Rien à faire. La fermeture refuse de glisser, elle est bloquée tout en bas, le jupon ne tiendra pas. Et Jeanne va le mettre en lambeaux si elle continue. Le gyrophare des urgences tourne dans sa tête. Elle hésite, se rassure : personne ne verra la roue de secours qu’elle va utiliser. Elle se précipite vers le tiroir de la commode où elle est certaine d’avoir laissé une épingle de sûreté. Elle en vide à terre le contenu. Au milieu d’enveloppes vierges, de crayons, de stylos en vrac et d’un magazine de robes de mariées vieux de plusieurs mois, sur la couverture duquel une jeune femme parfaite sourit dans un essaim de blancheur et de boutons de roses, l’épingle surgit.
Jeanne s’en saisit sans un regard pour les autres objets qu’elle abandonne au vert de la moquette. Elle finit de fermer autour de sa taille le jupon empesé, enfile sa robe au bustier très, trop ajusté, bataille pour y cacher ses seins pleins et lourds comme le reste de son corps. Elle glisse, non sans peine, ses pieds nus aux ongles vernis de rouge sang dans les escarpins de mannequin. Par chance, elle est déjà maquillée, coiffée. Elle vérifie cependant que le rimmel n’a pas coulé et qu’elle n’a pas fragilisé l’équilibre précaire du chignon que sa sœur a torsadé au sommet de sa tête et agrémenté d’une couronne de petites fleurs blanches en satin. Jeanne les caresse du bout du doigt, descend sur ses joues voilées de poudre, glisse vers la gorge de son décolleté. Elle aime l’image que lui renvoie son miroir, c’est ce dont elle rêve depuis son adolescence : ce n’est plus elle.
Elle saisit le bouquet couleur de lait de fleurs printanières liserées de feuilles vertes que sa mère a préparé pour elle avec les plantes de leur jardin. Elle est prête. Elle ouvre la porte et descend marche à marche, en se tenant à la rampe, l’escalier en pente raide. Quand elle arrive dans la cuisine où tous l’attendent comme elle l’a imaginé, elle ne doute plus que pour une fois elle est belle comme une fleur. Une pivoine blanche en jupon de pétales ébouriffés, pulpeuse et ronde dans le triomphe de sa plantureuse jeunesse.

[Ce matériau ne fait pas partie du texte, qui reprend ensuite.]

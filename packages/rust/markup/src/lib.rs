//! Article page extraction.
//!
//! Turns one exported article page (an HTML file inside its own directory)
//! into normalized text plus the handful of metadata fields the index needs.
//! Extraction never fails outright: unreadable files come back as an
//! [`ExtractedPage`] carrying the failure cause, so one bad page never stops
//! an index build.

mod cleanup;

use std::path::{Path, PathBuf};
use std::sync::LazyLock;

use scraper::{ElementRef, Html, Selector};
use sha2::{Digest, Sha256};
use tracing::{debug, instrument, warn};

use folio_shared::{FolioError, Result};

pub use cleanup::{count_words, title_case, title_from_stem};

/// Name of the sibling directory holding an article's images.
pub const IMAGE_DIR: &str = "img";

// ---------------------------------------------------------------------------
// Public types
// ---------------------------------------------------------------------------

/// Fields extracted from one article page.
#[derive(Debug, Clone, PartialEq)]
pub struct ExtractedPage {
    pub title: String,
    pub subtitle: String,
    /// Meta description, falling back to the subtitle.
    pub description: String,
    /// Normalized visible text. Holds a diagnostic message on failure.
    pub body: String,
    /// Token count of `body`; zero on failure.
    pub word_count: usize,
    pub has_images: bool,
    pub path: PathBuf,
    pub content_hash: String,
    /// Failure cause when the page could not be read or decoded.
    pub error: Option<String>,
}

impl ExtractedPage {
    pub fn is_error(&self) -> bool {
        self.error.is_some()
    }
}

/// The markup-only part of an extraction (no filesystem knowledge).
#[derive(Debug, Clone, PartialEq)]
pub struct ParsedMarkup {
    pub title: String,
    pub subtitle: String,
    pub description: String,
    pub body: String,
}

// ---------------------------------------------------------------------------
// Selectors
// ---------------------------------------------------------------------------

/// Title candidates in priority order; the first element found wins.
static TITLE_SELECTORS: LazyLock<Vec<Selector>> = LazyLock::new(|| {
    [
        "h1.p-name",
        "h1",
        "title",
        ".p-name",
        r#"[data-testid="storyTitle"]"#,
    ]
    .iter()
    .map(|s| Selector::parse(s).expect("valid selector"))
    .collect()
});

static SUBTITLE_SELECTOR: LazyLock<Selector> =
    LazyLock::new(|| Selector::parse(".p-summary, .graf--subtitle").expect("valid selector"));

static CONTENT_SELECTOR: LazyLock<Selector> = LazyLock::new(|| {
    Selector::parse(".e-content, article, .postArticle-content, main").expect("valid selector")
});

static META_DESCRIPTION_SELECTOR: LazyLock<Selector> =
    LazyLock::new(|| Selector::parse(r#"meta[name="description"]"#).expect("valid selector"));

// ---------------------------------------------------------------------------
// Extraction
// ---------------------------------------------------------------------------

/// Extract one article page from disk.
///
/// Read and decode failures are folded into the returned page (see
/// [`ExtractedPage::error`]) rather than returned as errors.
#[instrument(skip_all, fields(path = %path.display()))]
pub fn extract_page(path: &Path) -> ExtractedPage {
    let stem = path
        .file_stem()
        .map(|s| s.to_string_lossy().into_owned())
        .unwrap_or_default();

    let bytes = match std::fs::read(path) {
        Ok(bytes) => bytes,
        Err(e) => return failed_page(path, &stem, String::new(), FolioError::io(path, e)),
    };
    let content_hash = hash_bytes(&bytes);

    let html = match decode(path, bytes) {
        Ok(html) => html,
        Err(e) => return failed_page(path, &stem, content_hash, e),
    };

    let parsed = parse_markup(&html, &stem);
    let word_count = count_words(&parsed.body);
    let has_images = path.parent().map(has_images).unwrap_or(false);

    debug!(title = %parsed.title, word_count, has_images, "page extracted");

    ExtractedPage {
        title: parsed.title,
        subtitle: parsed.subtitle,
        description: parsed.description,
        body: parsed.body,
        word_count,
        has_images,
        path: path.to_path_buf(),
        content_hash,
        error: None,
    }
}

/// Parse page markup. `stem` is the file stem used when no title element exists.
pub fn parse_markup(html: &str, stem: &str) -> ParsedMarkup {
    let doc = Html::parse_document(html);

    let title = TITLE_SELECTORS
        .iter()
        .find_map(|sel| doc.select(sel).next())
        .map(|el| el.text().collect::<String>().trim().to_string())
        .filter(|t| !t.is_empty())
        .unwrap_or_else(|| title_from_stem(stem));

    let subtitle = doc
        .select(&SUBTITLE_SELECTOR)
        .next()
        .map(|el| el.text().collect::<String>().trim().to_string())
        .unwrap_or_default();

    let raw_text = match doc.select(&CONTENT_SELECTOR).next() {
        Some(container) => visible_text(container),
        None => visible_text(doc.root_element()),
    };
    let body = cleanup::normalize_text(&raw_text);

    let description = doc
        .select(&META_DESCRIPTION_SELECTOR)
        .next()
        .and_then(|el| el.value().attr("content"))
        .map(str::to_string)
        .unwrap_or_else(|| subtitle.clone());

    ParsedMarkup {
        title,
        subtitle,
        description,
        body,
    }
}

/// True iff `dir/img` exists and holds at least one entry, dotfiles included.
pub fn has_images(dir: &Path) -> bool {
    let Ok(mut entries) = std::fs::read_dir(dir.join(IMAGE_DIR)) else {
        return false;
    };
    entries.next().is_some()
}

// ---------------------------------------------------------------------------
// Helpers
// ---------------------------------------------------------------------------

/// Concatenate every text node under `root` that is not inside `<script>`/`<style>`.
fn visible_text(root: ElementRef<'_>) -> String {
    let mut out = String::new();
    for node in root.descendants() {
        let Some(text) = node.value().as_text() else {
            continue;
        };
        let hidden = node
            .ancestors()
            .filter_map(ElementRef::wrap)
            .any(|el| matches!(el.value().name(), "script" | "style"));
        if !hidden {
            out.push_str(text);
        }
    }
    out
}

fn decode(path: &Path, bytes: Vec<u8>) -> Result<String> {
    String::from_utf8(bytes)
        .map_err(|e| FolioError::parse(format!("{} is not valid UTF-8: {e}", path.display())))
}

fn hash_bytes(bytes: &[u8]) -> String {
    format!("{:x}", Sha256::digest(bytes))
}

fn failed_page(path: &Path, stem: &str, content_hash: String, err: FolioError) -> ExtractedPage {
    warn!(error = %err, "failed to extract page");
    let cause = err.to_string();
    ExtractedPage {
        title: title_from_stem(stem),
        subtitle: String::new(),
        description: String::new(),
        body: format!("Error reading article: {cause}"),
        word_count: 0,
        has_images: false,
        path: path.to_path_buf(),
        content_hash,
        error: Some(cause),
    }
}

// ---------------------------------------------------------------------------
// Tests
// ---------------------------------------------------------------------------

#[cfg(test)]
mod tests {
    use super::*;
    use std::fs;

    fn fixture_path(name: &str) -> PathBuf {
        Path::new(env!("CARGO_MANIFEST_DIR"))
            .join("../../../fixtures")
            .join(name)
    }

    fn load_fixture(name: &str) -> String {
        fs::read_to_string(fixture_path(name))
            .unwrap_or_else(|e| panic!("failed to read fixture {name}: {e}"))
    }

    // --- Markup parsing ---

    #[test]
    fn medium_export_fixture() {
        let html = load_fixture("html/medium-export.html");
        let parsed = parse_markup(&html, "The-Analytic-Workflow-3e551e67647f");

        assert_eq!(parsed.title, "The Analytic Workflow");
        assert_eq!(parsed.subtitle, "How analysts actually move from question to answer");
        assert_eq!(parsed.description, "A field guide to the analytic workflow.");
        assert!(parsed.body.contains("Every analysis starts with a question"));
        assert!(!parsed.body.contains("trackPageView"), "script text leaked");
        assert!(!parsed.body.contains("font-family"), "style text leaked");
        assert!(!parsed.body.contains("Site footer"), "text outside the container leaked");
        assert!(!parsed.body.contains("\n\n\n"));
    }

    #[test]
    fn title_prefers_p_name_heading() {
        let html = r#"<html><head><title>Tab title</title></head><body>
            <h1>Other heading</h1><h1 class="p-name">Real Title</h1></body></html>"#;
        assert_eq!(parse_markup(html, "x").title, "Real Title");
    }

    #[test]
    fn title_falls_back_to_document_title() {
        let html = "<html><head><title> Tab Title </title></head><body><p>x</p></body></html>";
        assert_eq!(parse_markup(html, "x").title, "Tab Title");
    }

    #[test]
    fn title_falls_back_to_stem() {
        let html = "<html><body><p>No headings here.</p></body></html>";
        assert_eq!(parse_markup(html, "window-seat").title, "Window Seat");
    }

    #[test]
    fn empty_heading_falls_back_to_stem() {
        let html = "<html><body><h1>  </h1><p>text</p></body></html>";
        assert_eq!(parse_markup(html, "a-natural-reaction").title, "A Natural Reaction");
    }

    #[test]
    fn description_falls_back_to_subtitle() {
        let html = r#"<html><body><h1>T</h1>
            <h4 class="graf--subtitle">The short version</h4></body></html>"#;
        let parsed = parse_markup(html, "t");
        assert_eq!(parsed.subtitle, "The short version");
        assert_eq!(parsed.description, "The short version");
    }

    #[test]
    fn body_without_container_uses_whole_document() {
        let html = r#"<html><head><style>p { color: red; }</style></head>
            <body><p>Loose text.</p><script>var x = 1;</script></body></html>"#;
        let parsed = parse_markup(html, "loose");
        assert!(parsed.body.contains("Loose text."));
        assert!(!parsed.body.contains("color"));
        assert!(!parsed.body.contains("var x"));
    }

    #[test]
    fn first_container_in_document_order_wins() {
        let html = r#"<html><body>
            <main><p>Main text.</p></main>
            <section class="e-content"><p>Later text.</p></section>
        </body></html>"#;
        let parsed = parse_markup(html, "x");
        assert_eq!(parsed.body, "Main text.");
    }

    // --- Filesystem extraction ---

    #[test]
    fn extract_page_counts_words_and_images() {
        let dir = tempfile::tempdir().unwrap();
        let article = dir.path().join("Window-Seat-98c38b5e3a3");
        fs::create_dir_all(article.join(IMAGE_DIR)).unwrap();
        fs::write(article.join(IMAGE_DIR).join("cover.png"), b"png").unwrap();
        let file = article.join("window-seat.html");
        fs::write(&file, "<html><body><article><p>One two three</p></article></body></html>")
            .unwrap();

        let page = extract_page(&file);
        assert!(!page.is_error());
        assert_eq!(page.body, "One two three");
        assert_eq!(page.word_count, 3);
        assert!(page.has_images);
        assert_eq!(page.content_hash.len(), 64);
    }

    #[test]
    fn dotfiles_count_as_images() {
        let dir = tempfile::tempdir().unwrap();
        fs::create_dir_all(dir.path().join(IMAGE_DIR)).unwrap();
        assert!(!has_images(dir.path()));

        fs::write(dir.path().join(IMAGE_DIR).join(".DS_Store"), b"").unwrap();
        assert!(has_images(dir.path()));
    }

    #[test]
    fn invalid_utf8_yields_error_page() {
        let dir = tempfile::tempdir().unwrap();
        let file = dir.path().join("broken-page.html");
        fs::write(&file, [0xff, 0xfe, 0x00, 0xc3, 0x28]).unwrap();

        let page = extract_page(&file);
        assert!(page.is_error());
        assert_eq!(page.title, "Broken Page");
        assert_eq!(page.word_count, 0);
        assert!(page.body.starts_with("Error reading article: parse error:"));
        assert!(!page.has_images);
    }

    #[test]
    fn missing_file_yields_error_page() {
        let dir = tempfile::tempdir().unwrap();
        let page = extract_page(&dir.path().join("gone.html"));
        assert!(page.is_error());
        assert!(page.content_hash.is_empty());
        assert!(page.error.unwrap().starts_with("I/O error"));
    }

    #[test]
    fn extraction_is_deterministic() {
        let path = fixture_path("html/medium-export.html");
        assert_eq!(extract_page(&path), extract_page(&path));
    }
}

Une heure plus tard, Jeanne, au bras de Serge, sort à pas lents de l’église de son village natal sous une pluie de riz porte-bonheur mêlé de pétales rouges et roses. Elle sent sous la finesse de la veste de lin blanc de son époux la chaleur de sa peau. A son entrée dans l’église, elle a remonté l’allée au bras de son père, elle aurait aimé marcher sans fin entre la haie d’honneur des invités. Serge, déjà en place devant l’autel, la regardait avancer sans faire un geste mais ses yeux s’emplissaient d’elle jusqu’à en déborder. Elle ne lui connaissait pas ce regard. Elle l’a savouré jusqu’au vertige. La cérémonie s’est un peu étirée, le prêtre a parlé longtemps, surtout de la famille de Serge. Qu’importe ! Ils se sont dit Oui, ils se sont embrassés sous la voûte en faux gothique, dans les vagues lourdes de l’orgue tenu par la femme du sous-préfet. À la mairie aussi ils se sont embrassés. Monsieur le maire a serré avec force leurs mains, il n’a pu s’empêcher de la féliciter d’épouser un homme d’une famille si respectable, même si tous les membres sont partis vivre en ville et n’ont gardé leur manoir que comme résidence secondaire. Sur le perron de l’église, Jeanne sourit pour elle-même, pour les autres qui la mitraillent du regard et de leurs appareils photo. Seul bémol à l’impeccable organisation de la noce : l’oubli d’un photographe professionnel. Tant pis, Jeanne ne manquera pas de clichés amateurs qui lui prouveront que ce moment a bien eu lieu. Ses traits lissés par le maquillage et le bonheur lui donnent l’air tranquille et lointain de la Vierge Marie devant la statue de laquelle hier elle s’est agenouillée dans l’aile gauche de l’église et qu’elle a suppliée de la garder enfin belle et heureuse.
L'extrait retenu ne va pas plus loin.